Очевидно, предложение Ленина товарищам так и не дошло до их совещания. Говорильня у Александринского театра закончилась, а «пылкие и страстные речи» так и не были произнесены. Троцкий, неожиданно, буднично и без всяких объяснений выпущенный из тюрьмы 4 сентября, был довольно быстро назначен председателем Петроградского Совета, присутствовал на конференции. На самом деле на ней были почти все, кроме Ленина, относительно ареста которого «демократическое» правительство продолжало регулярно, неделю за неделей, издавать новые приказы.

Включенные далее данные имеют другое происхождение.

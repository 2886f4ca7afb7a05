//! Mock USB transport and backend for testing.

use std::collections::VecDeque;
use std::sync::{Arc, Mutex};

use super::traits::{
    AltSettingDescriptor, Candidate, ConfigurationDescriptor, DeviceDescriptor,
    InterfaceDescriptor, TransportError, UsbBackend, UsbTransport,
};
use crate::protocol::{FASTBOOT_CLASS, FASTBOOT_PROTOCOL, FASTBOOT_SUBCLASS, ResponseStatus};

/// Mock transport for unit testing protocol logic.
///
/// Clones share state, so a test can keep one clone for inspection while
/// another is owned by a device handle.
#[derive(Clone)]
pub struct MockTransport {
    /// Queued inbound transfers to return on read.
    response_queue: Arc<Mutex<VecDeque<Vec<u8>>>>,
    /// Captured writes.
    write_log: Arc<Mutex<Vec<Vec<u8>>>>,
    /// Index of the write that should fail, if any.
    fail_write_at: Arc<Mutex<Option<usize>>>,
    /// Max bytes accepted per write, if limited.
    write_limit: Arc<Mutex<Option<usize>>>,
    /// Whether device is "connected".
    connected: Arc<Mutex<bool>>,
    /// Whether the transport has been released.
    released: Arc<Mutex<bool>>,
    max_packet_in: usize,
    max_packet_out: usize,
}

impl MockTransport {
    pub fn new() -> Self {
        Self {
            response_queue: Arc::new(Mutex::new(VecDeque::new())),
            write_log: Arc::new(Mutex::new(Vec::new())),
            fail_write_at: Arc::new(Mutex::new(None)),
            write_limit: Arc::new(Mutex::new(None)),
            connected: Arc::new(Mutex::new(true)),
            released: Arc::new(Mutex::new(false)),
            max_packet_in: 512,
            max_packet_out: 512,
        }
    }

    /// Set both endpoint max packet sizes.
    pub fn with_max_packet_sizes(mut self, max_in: usize, max_out: usize) -> Self {
        self.max_packet_in = max_in;
        self.max_packet_out = max_out;
        self
    }

    /// Queue a raw inbound transfer to be returned on next read.
    pub fn queue_response(&self, bytes: &[u8]) {
        self.response_queue
            .lock()
            .unwrap()
            .push_back(bytes.to_vec());
    }

    /// Queue a frame built from a status tag and payload.
    pub fn queue_status(&self, status: ResponseStatus, payload: &str) {
        let mut frame = status.tag().to_vec();
        frame.extend_from_slice(payload.as_bytes());
        self.queue_response(&frame);
    }

    /// Number of queued responses not yet read.
    pub fn pending_responses(&self) -> usize {
        self.response_queue.lock().unwrap().len()
    }

    /// Get all captured writes.
    pub fn get_writes(&self) -> Vec<Vec<u8>> {
        self.write_log.lock().unwrap().clone()
    }

    /// Accept at most `limit` bytes per write, like a transport that
    /// completes transfers short.
    pub fn limit_write_len(&self, limit: usize) {
        *self.write_limit.lock().unwrap() = Some(limit);
    }

    /// Make the write with the given zero-based index fail.
    pub fn fail_write_at(&self, index: usize) {
        *self.fail_write_at.lock().unwrap() = Some(index);
    }

    /// Simulate device disconnect.
    pub fn disconnect(&self) {
        *self.connected.lock().unwrap() = false;
    }

    /// Simulate device reconnect.
    pub fn reconnect(&self) {
        *self.connected.lock().unwrap() = true;
    }

    pub fn is_released(&self) -> bool {
        *self.released.lock().unwrap()
    }
}

impl Default for MockTransport {
    fn default() -> Self {
        Self::new()
    }
}

impl UsbTransport for MockTransport {
    fn write(&self, data: &[u8]) -> Result<usize, TransportError> {
        if !*self.connected.lock().unwrap() {
            return Err(TransportError::Disconnected);
        }
        let mut log = self.write_log.lock().unwrap();
        if *self.fail_write_at.lock().unwrap() == Some(log.len()) {
            return Err(TransportError::WriteFailed("simulated write failure".into()));
        }
        let accepted = match *self.write_limit.lock().unwrap() {
            Some(limit) => data.len().min(limit),
            None => data.len(),
        };
        log.push(data[..accepted].to_vec());
        Ok(accepted)
    }

    fn read(&self, max_len: usize) -> Result<Vec<u8>, TransportError> {
        if !*self.connected.lock().unwrap() {
            return Err(TransportError::Disconnected);
        }
        let mut bytes = self
            .response_queue
            .lock()
            .unwrap()
            .pop_front()
            .ok_or(TransportError::Timeout { timeout_ms: 5000 })?;
        bytes.truncate(max_len);
        Ok(bytes)
    }

    fn max_packet_size_in(&self) -> usize {
        self.max_packet_in
    }

    fn max_packet_size_out(&self) -> usize {
        self.max_packet_out
    }

    fn release(self) -> Result<(), TransportError> {
        *self.released.lock().unwrap() = true;
        Ok(())
    }
}

/// A simulated device known to `MockBackend`.
#[derive(Clone)]
pub struct MockDevice {
    pub transport: MockTransport,
    /// Make `bind` fail for this device.
    pub bind_fails: bool,
}

/// Mock backend serving a fixed list of devices.
#[derive(Default)]
pub struct MockBackend {
    devices: Vec<(DeviceDescriptor, MockDevice)>,
    enumeration_fails: bool,
}

impl MockBackend {
    pub fn new() -> Self {
        Self::default()
    }

    /// Add a device with an arbitrary descriptor tree.
    pub fn add_device(&mut self, descriptor: DeviceDescriptor, transport: MockTransport) {
        self.devices.push((
            descriptor,
            MockDevice {
                transport,
                bind_fails: false,
            },
        ));
    }

    /// Add a device exposing the Fastboot interface on interface 0.
    pub fn add_fastboot_device(&mut self, serial: &str, transport: MockTransport) {
        self.add_device(
            single_interface_descriptor(
                serial,
                FASTBOOT_CLASS,
                FASTBOOT_SUBCLASS,
                FASTBOOT_PROTOCOL,
            ),
            transport,
        );
    }

    /// Make `bind` fail for the device with this serial.
    pub fn fail_bind(&mut self, serial: &str) {
        for (desc, device) in &mut self.devices {
            if desc.serial.as_deref() == Some(serial) {
                device.bind_fails = true;
            }
        }
    }

    /// Make `enumerate` itself fail.
    pub fn fail_enumeration(&mut self) {
        self.enumeration_fails = true;
    }
}

/// Descriptor tree with one configuration holding one interface.
pub fn single_interface_descriptor(
    serial: &str,
    class: u8,
    subclass: u8,
    protocol: u8,
) -> DeviceDescriptor {
    DeviceDescriptor {
        vendor_id: 0x18D1,
        product_id: 0x4EE0,
        serial: Some(serial.to_string()),
        configurations: vec![ConfigurationDescriptor {
            configuration_value: 1,
            interfaces: vec![InterfaceDescriptor {
                interface_number: 0,
                alt_settings: vec![AltSettingDescriptor {
                    alternate_setting: 0,
                    class,
                    subclass,
                    protocol,
                }],
            }],
        }],
    }
}

impl UsbBackend for MockBackend {
    type Device = MockDevice;
    type Transport = MockTransport;

    fn enumerate(&self) -> Result<Vec<Candidate<MockDevice>>, TransportError> {
        if self.enumeration_fails {
            return Err(TransportError::EnumerationFailed(
                "simulated enumeration failure".into(),
            ));
        }
        Ok(self
            .devices
            .iter()
            .map(|(descriptor, device)| Candidate {
                descriptor: descriptor.clone(),
                device: device.clone(),
            })
            .collect())
    }

    fn bind(
        &self,
        device: MockDevice,
        _out_address: u8,
        _in_address: u8,
    ) -> Result<MockTransport, TransportError> {
        if device.bind_fails {
            return Err(TransportError::ClaimInterfaceFailed {
                interface: 0,
                message: "simulated claim failure".into(),
            });
        }
        Ok(device.transport)
    }
}

#[cfg(test)]
mod tests {
    use super::*;

    #[test]
    fn test_mock_response_queue() {
        let mock = MockTransport::new();
        mock.queue_status(ResponseStatus::Data, "00001000");
        mock.queue_response(b"OKAY");

        assert_eq!(mock.read(64).unwrap(), b"DATA00001000".to_vec());
        assert_eq!(mock.read(64).unwrap(), b"OKAY".to_vec());

        // Queue is empty now
        assert!(mock.read(64).is_err());
    }

    #[test]
    fn test_mock_read_truncates_to_max_len() {
        let mock = MockTransport::new();
        mock.queue_response(b"INFOlong message");
        assert_eq!(mock.read(6).unwrap(), b"INFOlo".to_vec());
    }

    #[test]
    fn test_mock_write_capture() {
        let mock = MockTransport::new();
        mock.write(b"Hello").unwrap();
        mock.write(b"World").unwrap();

        let writes = mock.get_writes();
        assert_eq!(writes.len(), 2);
        assert_eq!(writes[0], b"Hello");
        assert_eq!(writes[1], b"World");
    }

    #[test]
    fn test_mock_write_failure() {
        let mock = MockTransport::new();
        mock.fail_write_at(1);
        assert!(mock.write(b"first").is_ok());
        assert!(matches!(
            mock.write(b"second"),
            Err(TransportError::WriteFailed(_))
        ));
        assert_eq!(mock.get_writes().len(), 1);
    }

    #[test]
    fn test_mock_short_write() {
        let mock = MockTransport::new();
        mock.limit_write_len(3);
        assert_eq!(mock.write(b"download").unwrap(), 3);
        assert_eq!(mock.write(b"ok").unwrap(), 2);
        assert_eq!(mock.get_writes(), vec![b"dow".to_vec(), b"ok".to_vec()]);
    }

    #[test]
    fn test_mock_disconnect() {
        let mock = MockTransport::new();
        mock.disconnect();
        assert!(mock.write(b"test").is_err());
        mock.reconnect();
        assert!(mock.write(b"test").is_ok());
    }

    #[test]
    fn test_mock_release_is_shared() {
        let mock = MockTransport::new();
        let observer = mock.clone();
        mock.release().unwrap();
        assert!(observer.is_released());
    }
}
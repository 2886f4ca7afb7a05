//! Fastboot-Core: host-side Fastboot protocol implementation in Rust.
//!
//! This crate locates devices running a Fastboot-compatible bootloader over
//! USB and drives the request/response protocol (`getvar`, `download`,
//! `flash`, `boot`) on top of a raw bulk transport.
//!
//! # Architecture
//!
//! The crate is organized into layers:
//!
//! - **Transport**: USB communication abstraction (nusb, mock)
//! - **Device**: Locating Fastboot interfaces and owning their claim
//! - **Protocol**: Command encoding, response frame decoding, status tags
//! - **Session**: The protocol engine, including the chunked data phase
//! - **Events**: Observer pattern for UI decoupling
//!
//! # Example
//!
//! ```no_run
//! use fastboot_core::{FastbootSession, NusbBackend, TransportConfig, find_device};
//!
//! let backend = NusbBackend::new(TransportConfig::default());
//! let handle = find_device(&backend, "0123456789ABCDEF").expect("device not found");
//!
//! let mut session = FastbootSession::new(handle);
//! println!("{}", session.get_variable("product").expect("getvar failed"));
//! session.flash("boot", &std::fs::read("boot.img").unwrap()).expect("flash failed");
//! session.close().expect("close failed");
//! ```

pub mod config;
pub mod device;
pub mod error;
pub mod events;
pub mod payload;
pub mod protocol;
pub mod session;
pub mod state;
pub mod transport;

// Re-exports for convenience
pub use config::TransportConfig;
pub use device::{DeviceHandle, find_device, find_devices, is_fastboot_device};
pub use error::{FastbootError, Result};
pub use events::{FastbootEvent, FastbootObserver, NullObserver, TracingObserver};
pub use payload::DataChunks;
pub use protocol::{Command, Response, ResponseStatus};
pub use session::FastbootSession;
pub use state::ExchangePhase;
pub use transport::{
    MockBackend, MockTransport, NusbBackend, NusbTransport, TransportError, UsbBackend,
    UsbTransport,
};
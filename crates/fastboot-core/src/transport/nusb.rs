//! nusb-based USB transport and backend implementation.
//!
//! Key nusb 0.2 API patterns:
//! - `list_devices().wait()` for blocking enumeration
//! - `device_info.open().wait()` to open a device and read its descriptors
//! - `device.claim_interface(n).wait()` to claim an interface
//! - `interface.endpoint::<Bulk, Out>(addr)` to get an endpoint
//! - endpoint `.writer(buf_size)` / `.reader(buf_size)` for blocking I/O

use nusb::descriptors::TransferType;
use nusb::transfer::{Bulk, Direction, In, Out};
use nusb::{Device, Interface, MaybeFuture, list_devices};
use std::io::{self, Read, Write};
use std::time::Duration;
use tracing::{debug, info, instrument, warn};

use super::traits::{
    AltSettingDescriptor, Candidate, ConfigurationDescriptor, DeviceDescriptor,
    InterfaceDescriptor, TransportError, UsbBackend, UsbTransport,
};
use crate::config::TransportConfig;

/// Interface claimed when binding a device.
const DEFAULT_INTERFACE: u8 = 0;

/// Buffer size of the bulk OUT writer.
const WRITE_BUFFER_SIZE: usize = 64 * 1024;

/// nusb-based USB transport bound to one claimed interface.
pub struct NusbTransport {
    interface: Interface,
    in_endpoint: u8,
    out_endpoint: u8,
    max_packet_in: usize,
    max_packet_out: usize,
    read_timeout: Option<Duration>,
    write_timeout: Option<Duration>,
}

fn map_io_error(
    e: io::Error,
    timeout: Option<Duration>,
    wrap: fn(String) -> TransportError,
) -> TransportError {
    match (e.kind(), timeout) {
        (io::ErrorKind::TimedOut, Some(t)) => TransportError::Timeout {
            timeout_ms: t.as_millis() as u64,
        },
        _ => wrap(e.to_string()),
    }
}

impl UsbTransport for NusbTransport {
    #[instrument(skip(self, data), fields(len = data.len()))]
    fn write(&self, data: &[u8]) -> Result<usize, TransportError> {
        let ep = self
            .interface
            .endpoint::<Bulk, Out>(self.out_endpoint)
            .map_err(|e| TransportError::WriteFailed(e.to_string()))?;

        let mut writer = ep.writer(WRITE_BUFFER_SIZE);
        if let Some(timeout) = self.write_timeout {
            writer.set_write_timeout(timeout);
        }
        writer
            .write_all(data)
            .map_err(|e| map_io_error(e, self.write_timeout, TransportError::WriteFailed))?;
        writer
            .flush()
            .map_err(|e| map_io_error(e, self.write_timeout, TransportError::WriteFailed))?;

        debug!(bytes_written = data.len(), "Write complete");
        Ok(data.len())
    }

    #[instrument(skip(self), fields(max_len))]
    fn read(&self, max_len: usize) -> Result<Vec<u8>, TransportError> {
        let ep = self
            .interface
            .endpoint::<Bulk, In>(self.in_endpoint)
            .map_err(|e| TransportError::ReadFailed(e.to_string()))?;

        let mut reader = ep.reader(self.max_packet_in.max(max_len));
        if let Some(timeout) = self.read_timeout {
            reader.set_read_timeout(timeout);
        }
        let mut buf = vec![0u8; max_len];

        let n = reader
            .read(&mut buf)
            .map_err(|e| map_io_error(e, self.read_timeout, TransportError::ReadFailed))?;

        buf.truncate(n);
        debug!(bytes_read = n, "Read complete");
        Ok(buf)
    }

    fn max_packet_size_in(&self) -> usize {
        self.max_packet_in
    }

    fn max_packet_size_out(&self) -> usize {
        self.max_packet_out
    }

    fn release(self) -> Result<(), TransportError> {
        // Dropping the interface releases the claim; the device closes
        // once its last reference goes away.
        drop(self.interface);
        debug!("Interface released");
        Ok(())
    }
}

/// Device source backed by the host USB stack.
#[derive(Debug, Default, Clone)]
pub struct NusbBackend {
    config: TransportConfig,
}

impl NusbBackend {
    pub fn new(config: TransportConfig) -> Self {
        Self { config }
    }

    fn read_descriptors(device_info: &nusb::DeviceInfo, device: &Device) -> DeviceDescriptor {
        let configurations = device
            .configurations()
            .map(|config| ConfigurationDescriptor {
                configuration_value: config.configuration_value(),
                interfaces: config
                    .interfaces()
                    .map(|iface| InterfaceDescriptor {
                        interface_number: iface.interface_number(),
                        alt_settings: iface
                            .alt_settings()
                            .map(|alt| AltSettingDescriptor {
                                alternate_setting: alt.alternate_setting(),
                                class: alt.class(),
                                subclass: alt.subclass(),
                                protocol: alt.protocol(),
                            })
                            .collect(),
                    })
                    .collect(),
            })
            .collect();

        DeviceDescriptor {
            vendor_id: device_info.vendor_id(),
            product_id: device_info.product_id(),
            serial: device_info.serial_number().map(str::to_string),
            configurations,
        }
    }
}

impl UsbBackend for NusbBackend {
    type Device = Device;
    type Transport = NusbTransport;

    #[instrument(level = "debug", skip(self))]
    fn enumerate(&self) -> Result<Vec<Candidate<Device>>, TransportError> {
        let devices = list_devices()
            .wait()
            .map_err(|e| TransportError::EnumerationFailed(e.to_string()))?;

        let mut candidates = Vec::new();
        for device_info in devices {
            let device = match device_info.open().wait() {
                Ok(d) => d,
                Err(e) => {
                    debug!(
                        vendor_id = %format!("{:04X}", device_info.vendor_id()),
                        product_id = %format!("{:04X}", device_info.product_id()),
                        error = %e,
                        "Skipping device that cannot be opened"
                    );
                    continue;
                }
            };

            candidates.push(Candidate {
                descriptor: Self::read_descriptors(&device_info, &device),
                device,
            });
        }

        Ok(candidates)
    }

    #[instrument(level = "debug", skip(self, device), fields(
        out_ep = %format!("0x{:02X}", out_address),
        in_ep = %format!("0x{:02X}", in_address),
    ))]
    fn bind(
        &self,
        device: Device,
        out_address: u8,
        in_address: u8,
    ) -> Result<NusbTransport, TransportError> {
        let interface = device
            .claim_interface(DEFAULT_INTERFACE)
            .wait()
            .map_err(|e| TransportError::ClaimInterfaceFailed {
                interface: DEFAULT_INTERFACE,
                message: e.to_string(),
            })?;

        let mut max_packet_in: Option<usize> = None;
        let mut max_packet_out: Option<usize> = None;

        for config in device.configurations() {
            for iface in config.interfaces() {
                if iface.interface_number() != DEFAULT_INTERFACE {
                    continue;
                }
                for alt in iface.alt_settings() {
                    for ep in alt.endpoints() {
                        if ep.transfer_type() != TransferType::Bulk {
                            continue;
                        }
                        if ep.direction() == Direction::In && ep.address() == in_address {
                            max_packet_in.get_or_insert(ep.max_packet_size());
                        } else if ep.direction() == Direction::Out && ep.address() == out_address
                        {
                            max_packet_out.get_or_insert(ep.max_packet_size());
                        }
                    }
                }
            }
        }

        let max_packet_in = max_packet_in.ok_or(TransportError::EndpointNotFound {
            address: in_address,
            direction: "In".into(),
        })?;
        let max_packet_out = max_packet_out.ok_or(TransportError::EndpointNotFound {
            address: out_address,
            direction: "Out".into(),
        })?;

        if max_packet_in == 0 {
            warn!("IN endpoint reports a max packet size of 0");
        }

        info!(
            in_ep = %format!("0x{:02X}", in_address),
            out_ep = %format!("0x{:02X}", out_address),
            max_packet_in,
            max_packet_out,
            "Interface claimed"
        );

        Ok(NusbTransport {
            interface,
            in_endpoint: in_address,
            out_endpoint: out_address,
            max_packet_in,
            max_packet_out,
            read_timeout: self.config.read_timeout(),
            write_timeout: self.config.write_timeout(),
        })
    }
}
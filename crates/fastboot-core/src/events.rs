//! Event system for UI decoupling.
//!
//! Allows CLI or other front ends to subscribe to protocol events without
//! tight coupling to the engine.

use std::fmt;

use crate::protocol::ResponseStatus;
use crate::state::ExchangePhase;

/// Events emitted by a Fastboot session.
#[derive(Debug, Clone)]
pub enum FastbootEvent {
    /// Device bound and ready.
    DeviceOpened { serial: String },
    /// Device handle released.
    DeviceClosed { serial: String },
    /// Command written to the OUT endpoint.
    CommandSent { command: String },
    /// Frame read from the IN endpoint.
    ResponseReceived {
        status: ResponseStatus,
        payload: String,
    },
    /// Exchange phase changed.
    PhaseChanged {
        from: ExchangePhase,
        to: ExchangePhase,
    },
    /// Data phase progress.
    Progress {
        current: u64,
        total: u64,
        bytes_sent: u64,
        bytes_total: u64,
    },
}

/// Observer trait for receiving Fastboot events.
///
/// Implement this trait in your UI layer to receive updates.
pub trait FastbootObserver: Send + Sync {
    /// Called when an event occurs.
    fn on_event(&self, event: &FastbootEvent);
}

/// No-op observer that discards all events.
pub struct NullObserver;

impl FastbootObserver for NullObserver {
    fn on_event(&self, _event: &FastbootEvent) {}
}

/// Observer that logs events using tracing.
pub struct TracingObserver;

impl FastbootObserver for TracingObserver {
    fn on_event(&self, event: &FastbootEvent) {
        match event {
            FastbootEvent::DeviceOpened { serial } => {
                tracing::info!(serial = %serial, "Device opened");
            }
            FastbootEvent::DeviceClosed { serial } => {
                tracing::info!(serial = %serial, "Device closed");
            }
            FastbootEvent::CommandSent { command } => {
                tracing::debug!(command = %command, "Command sent");
            }
            FastbootEvent::ResponseReceived { status, payload } => {
                if *status == ResponseStatus::Info {
                    tracing::info!("(bootloader) {}", payload);
                } else {
                    tracing::debug!(status = %status, payload = %payload, "Response received");
                }
            }
            FastbootEvent::PhaseChanged { from, to } => {
                tracing::trace!(from = %from, to = %to, "Phase changed");
            }
            FastbootEvent::Progress {
                current,
                total,
                bytes_sent,
                bytes_total,
            } => {
                let pct = if *bytes_total > 0 {
                    (*bytes_sent * 100) / *bytes_total
                } else {
                    100
                };
                tracing::debug!(
                    chunk = %format!("{}/{}", current, total),
                    progress = %format!("{}%", pct),
                    "Download progress"
                );
            }
        }
    }
}

impl fmt::Display for FastbootEvent {
    fn fmt(&self, f: &mut fmt::Formatter<'_>) -> fmt::Result {
        match self {
            FastbootEvent::DeviceOpened { serial } => write!(f, "opened {}", serial),
            FastbootEvent::DeviceClosed { serial } => write!(f, "closed {}", serial),
            FastbootEvent::CommandSent { command } => write!(f, "> {}", command),
            FastbootEvent::ResponseReceived { status, payload } => {
                write!(f, "< {}{}", status, payload)
            }
            FastbootEvent::PhaseChanged { from, to } => write!(f, "{} -> {}", from, to),
            FastbootEvent::Progress {
                current,
                total,
                bytes_sent,
                bytes_total,
            } => write!(
                f,
                "chunk {}/{} ({}/{} bytes)",
                current, total, bytes_sent, bytes_total
            ),
        }
    }
}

Когда Троцкий поднялся, чтобы произнести речь, все избранные господа – представители буржуазии, ибо, по словам Ленина, собрание состояло не из революционных элементов, а из «компромиссной мелкой буржуазии», – вытянули шеи, чтобы поглядеть на него. Для многих это был их первый взгляд на человека, которого, после Ленина, они считали наиболее опасным среди выскочек, отбросов и закоренелых арестантов, из тех, что сейчас правили столицей. Однако мы тщетно ждали, пока раздастся какой– нибудь сигнал «черной толпе», рабочим в черных блузах, что настало время подниматься. Суханов в своих мемуарах иронизирует по поводу речи Троцкого, потому что, обрисовывая экономическую программу большевиков, он не употребил слова «социализм». В этом Суханов усмотрел какой-то план по одурачиванию народа. Мы не обременяли себя таким педантизмом. Мы просто пытались выхватить слово «восстание».
Мы побрели за расходившимися делегатами мимо небольшого парка напротив Александринского театра, по улочке, где стояла статуя Екатерины Великой. На скипетре в ее руке все еще трепетал кусок красного флага, слишком изношенный, чтобы его можно было носить.
Мы с Ридом возобновили наши отчаянные поиски и сновали между Зимним дворцом и Смольным, американским посольством и Выборгом, пытаясь везде и всюду поспеть, и таскали за собой наших переводчиков, чтобы они читали нам газеты и пытались рассортировать страшно противоречивые заявления.
Как и все в столице, мы настороженно и упорно ждали, что что-нибудь произойдет. Эта тревога ожидания была сродни лихорадке.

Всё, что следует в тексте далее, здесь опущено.